● Description of the task
Return, word for word, the lines of the listing below from the one with "fn default() ->" through the one with "Record user activity", and no other lines.

● Records for the task
****
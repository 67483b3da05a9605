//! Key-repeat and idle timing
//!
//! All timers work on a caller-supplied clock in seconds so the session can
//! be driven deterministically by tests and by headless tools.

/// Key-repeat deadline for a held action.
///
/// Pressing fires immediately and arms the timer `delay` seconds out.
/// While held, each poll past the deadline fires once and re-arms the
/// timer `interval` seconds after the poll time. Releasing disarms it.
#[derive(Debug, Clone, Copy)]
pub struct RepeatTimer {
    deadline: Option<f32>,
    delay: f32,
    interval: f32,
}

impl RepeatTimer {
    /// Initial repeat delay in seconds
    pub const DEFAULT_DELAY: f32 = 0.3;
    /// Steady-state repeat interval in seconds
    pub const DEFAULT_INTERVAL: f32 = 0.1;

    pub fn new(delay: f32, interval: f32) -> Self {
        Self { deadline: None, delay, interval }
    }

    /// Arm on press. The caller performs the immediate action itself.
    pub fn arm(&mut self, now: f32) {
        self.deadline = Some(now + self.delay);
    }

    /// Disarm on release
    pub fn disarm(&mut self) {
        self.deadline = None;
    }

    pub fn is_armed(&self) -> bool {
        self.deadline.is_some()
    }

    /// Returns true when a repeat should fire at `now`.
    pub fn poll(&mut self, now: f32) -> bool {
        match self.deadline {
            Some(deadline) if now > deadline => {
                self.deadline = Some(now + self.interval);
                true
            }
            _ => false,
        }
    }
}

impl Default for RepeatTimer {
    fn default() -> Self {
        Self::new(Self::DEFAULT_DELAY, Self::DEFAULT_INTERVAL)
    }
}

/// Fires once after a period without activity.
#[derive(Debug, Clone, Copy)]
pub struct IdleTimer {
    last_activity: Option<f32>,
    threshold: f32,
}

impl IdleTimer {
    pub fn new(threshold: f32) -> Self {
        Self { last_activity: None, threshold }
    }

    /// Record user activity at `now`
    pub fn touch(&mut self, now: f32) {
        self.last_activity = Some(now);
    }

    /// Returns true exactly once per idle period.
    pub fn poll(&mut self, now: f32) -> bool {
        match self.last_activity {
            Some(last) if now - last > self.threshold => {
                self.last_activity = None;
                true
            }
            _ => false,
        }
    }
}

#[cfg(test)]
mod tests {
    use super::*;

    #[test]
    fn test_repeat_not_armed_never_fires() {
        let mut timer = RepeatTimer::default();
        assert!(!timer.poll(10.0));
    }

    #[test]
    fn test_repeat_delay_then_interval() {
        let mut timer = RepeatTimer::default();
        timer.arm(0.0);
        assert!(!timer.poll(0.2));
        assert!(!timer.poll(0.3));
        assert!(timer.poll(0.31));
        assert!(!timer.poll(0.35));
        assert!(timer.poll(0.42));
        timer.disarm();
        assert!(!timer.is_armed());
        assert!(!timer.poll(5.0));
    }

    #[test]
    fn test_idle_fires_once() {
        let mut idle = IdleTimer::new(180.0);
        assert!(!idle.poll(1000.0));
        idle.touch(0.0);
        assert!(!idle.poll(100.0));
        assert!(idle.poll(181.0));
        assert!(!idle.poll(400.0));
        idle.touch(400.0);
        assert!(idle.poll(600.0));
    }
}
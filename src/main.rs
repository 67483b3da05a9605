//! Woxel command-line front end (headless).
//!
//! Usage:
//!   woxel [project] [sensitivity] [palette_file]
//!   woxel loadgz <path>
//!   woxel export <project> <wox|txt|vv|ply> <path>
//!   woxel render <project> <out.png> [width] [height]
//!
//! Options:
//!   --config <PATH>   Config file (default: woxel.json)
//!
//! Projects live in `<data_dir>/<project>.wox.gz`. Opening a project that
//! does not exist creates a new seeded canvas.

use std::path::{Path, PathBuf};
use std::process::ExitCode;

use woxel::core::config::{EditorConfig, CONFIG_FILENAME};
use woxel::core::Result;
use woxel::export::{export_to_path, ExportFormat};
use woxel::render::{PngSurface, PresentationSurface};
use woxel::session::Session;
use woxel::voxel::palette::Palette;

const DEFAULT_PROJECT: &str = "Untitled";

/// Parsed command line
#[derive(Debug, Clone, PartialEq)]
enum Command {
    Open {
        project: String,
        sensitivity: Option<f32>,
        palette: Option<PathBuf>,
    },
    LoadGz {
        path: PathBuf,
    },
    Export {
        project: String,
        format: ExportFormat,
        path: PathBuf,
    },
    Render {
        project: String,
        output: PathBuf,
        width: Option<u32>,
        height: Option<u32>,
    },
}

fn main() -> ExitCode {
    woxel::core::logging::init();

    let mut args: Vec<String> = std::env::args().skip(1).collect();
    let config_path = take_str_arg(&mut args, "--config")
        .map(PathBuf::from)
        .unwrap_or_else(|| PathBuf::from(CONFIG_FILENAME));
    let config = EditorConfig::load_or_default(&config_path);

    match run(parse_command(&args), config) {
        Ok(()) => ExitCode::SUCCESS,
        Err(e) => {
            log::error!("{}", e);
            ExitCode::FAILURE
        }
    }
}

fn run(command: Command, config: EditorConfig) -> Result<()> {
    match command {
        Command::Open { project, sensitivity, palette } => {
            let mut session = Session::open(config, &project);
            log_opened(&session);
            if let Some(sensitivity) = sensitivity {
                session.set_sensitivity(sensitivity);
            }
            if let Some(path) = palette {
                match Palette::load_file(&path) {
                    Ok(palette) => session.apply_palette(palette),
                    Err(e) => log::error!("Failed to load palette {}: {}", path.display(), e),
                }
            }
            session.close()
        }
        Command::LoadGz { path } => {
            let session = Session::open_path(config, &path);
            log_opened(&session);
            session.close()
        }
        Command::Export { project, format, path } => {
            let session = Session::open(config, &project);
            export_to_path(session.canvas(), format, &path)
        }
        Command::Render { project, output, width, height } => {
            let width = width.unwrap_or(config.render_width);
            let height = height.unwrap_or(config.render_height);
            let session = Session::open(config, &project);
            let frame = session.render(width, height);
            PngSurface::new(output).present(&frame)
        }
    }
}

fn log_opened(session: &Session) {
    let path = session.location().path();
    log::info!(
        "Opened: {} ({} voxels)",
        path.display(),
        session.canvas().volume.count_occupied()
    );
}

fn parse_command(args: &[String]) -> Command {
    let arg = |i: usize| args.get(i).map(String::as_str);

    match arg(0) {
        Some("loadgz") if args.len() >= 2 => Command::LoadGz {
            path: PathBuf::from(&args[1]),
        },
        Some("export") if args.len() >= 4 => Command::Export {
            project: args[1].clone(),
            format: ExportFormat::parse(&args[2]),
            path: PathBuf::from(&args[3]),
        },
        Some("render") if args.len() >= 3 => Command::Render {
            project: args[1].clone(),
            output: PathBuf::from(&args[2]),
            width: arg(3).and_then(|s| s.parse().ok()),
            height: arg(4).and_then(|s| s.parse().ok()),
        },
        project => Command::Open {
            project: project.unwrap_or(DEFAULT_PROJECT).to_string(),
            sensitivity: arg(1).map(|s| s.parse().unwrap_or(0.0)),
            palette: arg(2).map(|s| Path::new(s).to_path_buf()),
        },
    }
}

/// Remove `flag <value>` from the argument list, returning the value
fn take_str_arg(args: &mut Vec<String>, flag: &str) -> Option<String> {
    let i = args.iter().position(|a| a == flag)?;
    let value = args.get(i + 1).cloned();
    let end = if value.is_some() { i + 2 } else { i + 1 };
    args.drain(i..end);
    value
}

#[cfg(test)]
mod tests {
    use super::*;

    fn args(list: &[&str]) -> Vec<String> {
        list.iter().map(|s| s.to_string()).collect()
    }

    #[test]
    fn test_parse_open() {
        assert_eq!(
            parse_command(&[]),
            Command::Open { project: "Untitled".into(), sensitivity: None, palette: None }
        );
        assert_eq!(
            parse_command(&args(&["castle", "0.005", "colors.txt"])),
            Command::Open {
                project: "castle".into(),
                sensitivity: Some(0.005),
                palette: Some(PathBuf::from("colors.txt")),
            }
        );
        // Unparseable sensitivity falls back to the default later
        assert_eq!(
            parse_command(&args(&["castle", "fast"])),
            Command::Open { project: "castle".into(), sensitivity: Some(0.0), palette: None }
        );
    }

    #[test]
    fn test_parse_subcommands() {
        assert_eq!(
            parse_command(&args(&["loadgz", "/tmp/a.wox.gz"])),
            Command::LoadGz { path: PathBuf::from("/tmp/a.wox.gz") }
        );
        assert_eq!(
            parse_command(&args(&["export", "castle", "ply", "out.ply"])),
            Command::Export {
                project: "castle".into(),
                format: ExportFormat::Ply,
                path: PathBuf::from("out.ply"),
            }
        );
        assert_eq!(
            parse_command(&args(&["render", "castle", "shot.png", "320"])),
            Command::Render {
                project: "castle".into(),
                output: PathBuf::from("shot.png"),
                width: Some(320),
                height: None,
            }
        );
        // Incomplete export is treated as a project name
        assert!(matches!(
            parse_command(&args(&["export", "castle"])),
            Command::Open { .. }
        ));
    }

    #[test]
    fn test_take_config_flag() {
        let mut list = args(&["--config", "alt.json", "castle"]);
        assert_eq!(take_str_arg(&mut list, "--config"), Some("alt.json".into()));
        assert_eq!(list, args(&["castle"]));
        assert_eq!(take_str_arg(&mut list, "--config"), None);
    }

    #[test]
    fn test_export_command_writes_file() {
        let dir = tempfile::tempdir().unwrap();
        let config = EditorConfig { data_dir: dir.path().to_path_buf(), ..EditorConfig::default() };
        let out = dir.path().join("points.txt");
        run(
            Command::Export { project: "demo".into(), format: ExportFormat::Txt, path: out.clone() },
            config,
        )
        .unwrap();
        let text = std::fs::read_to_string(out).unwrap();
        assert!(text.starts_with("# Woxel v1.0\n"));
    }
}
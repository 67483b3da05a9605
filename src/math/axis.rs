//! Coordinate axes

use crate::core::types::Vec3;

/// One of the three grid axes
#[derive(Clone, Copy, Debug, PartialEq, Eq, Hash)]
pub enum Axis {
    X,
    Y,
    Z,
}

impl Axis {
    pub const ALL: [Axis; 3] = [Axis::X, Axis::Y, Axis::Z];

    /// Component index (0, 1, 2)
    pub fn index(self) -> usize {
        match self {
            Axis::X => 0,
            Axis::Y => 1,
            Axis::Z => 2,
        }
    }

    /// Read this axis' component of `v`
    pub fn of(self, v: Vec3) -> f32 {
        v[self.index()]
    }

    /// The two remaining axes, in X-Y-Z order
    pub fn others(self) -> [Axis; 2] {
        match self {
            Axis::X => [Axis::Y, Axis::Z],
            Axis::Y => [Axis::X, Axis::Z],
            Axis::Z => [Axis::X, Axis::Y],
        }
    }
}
****
● The completed task
    fn default() -> Self {
        Self::new(Self::DEFAULT_DELAY, Self::DEFAULT_INTERVAL)
    }
}

/// Fires once after a period without activity.
#[derive(Debug, Clone, Copy)]
pub struct IdleTimer {
    last_activity: Option<f32>,
    threshold: f32,
}

impl IdleTimer {
    pub fn new(threshold: f32) -> Self {
        Self { last_activity: None, threshold }
    }

    /// Record user activity at `now`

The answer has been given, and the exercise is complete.